MANITOBA'S Filipino population is starting to show its dominance in the local chess scene.
The Philippine Canadian Centre of Manitoba was the site of a tournament last week that drew 70 players, making it one of the biggest open events in recent years.
It was the second tournament at the centre this year, organized by MLA Ted Marcelino. The politician wants to enhance the profile of chess among young people and other residents of the Tyndall Park area, and it seems his efforts are succeeding.
Marcelino's assistant, Rey Sangalang, was a key organizer of the tournament, along with Arvin Dawa. The Manitoba Chess Association also pitched in to help stage the event.
Although many participants were from the Filipino community, the tournament was open to anyone. Twenty-six people entered the open section and another 44 played in the Under-1700 section.
Nilo Moncal seemed headed for victory in the open, but lost in the last round to Marcos Valentino. That set up a four-way tie for first between Moncal, Valentino, Aron Kaptsan and Jason Repa. Each player won $220 from the healthy $2,000 total prize fund.
In the playoff blitz matches to decide the trophies, Repa beat Moncal and Kaptsan defeated Valentino in the semifinals. Then Repa won the final to take the first-place trophy.
Two unrated players dominated the Under-1700 section. Emil Vianzon had five straight wins, earning a $200 prize. Second place, a half point behind, went to Josef Quintana, who earned $150.
The tournament was supported by Larry Vickar of Vickar Auto Group and Darin Hoffman of Mosaic Funeral Home. Additional sponsors were Pampanga Restaurant, Pilipino Express and radio station CKJS.

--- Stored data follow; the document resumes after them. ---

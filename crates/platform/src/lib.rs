//! Default collaborators for the confect engine
//!
//! This crate provides the injectable services the engine consumes:
//! - Path discovery and expansion (project directory, `~`, `./`-relative)
//! - Logging sinks behind the `Logger` interface
//! - A filesystem-backed cache store

mod cache;
mod error;
mod logging;
mod paths;

pub use cache::{CacheStore, FsCacheStore};
pub use error::PlatformError;
pub use logging::{Logger, NullLogger, TracingLogger};
pub use paths::{PathProvider, WorkingDirProvider, expand_path, resolve_cache_dir};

It's an exciting development to see the participation of so many strong players from Winnipeg's Filipino community in organized tournament play. You only have to visit the Garden City Shopping Centre and its giant exhibition chess set to see how popular the game is in the community. But by entering formal tournaments, players focus more on serious competition and are sure to enhance their skill levels even more.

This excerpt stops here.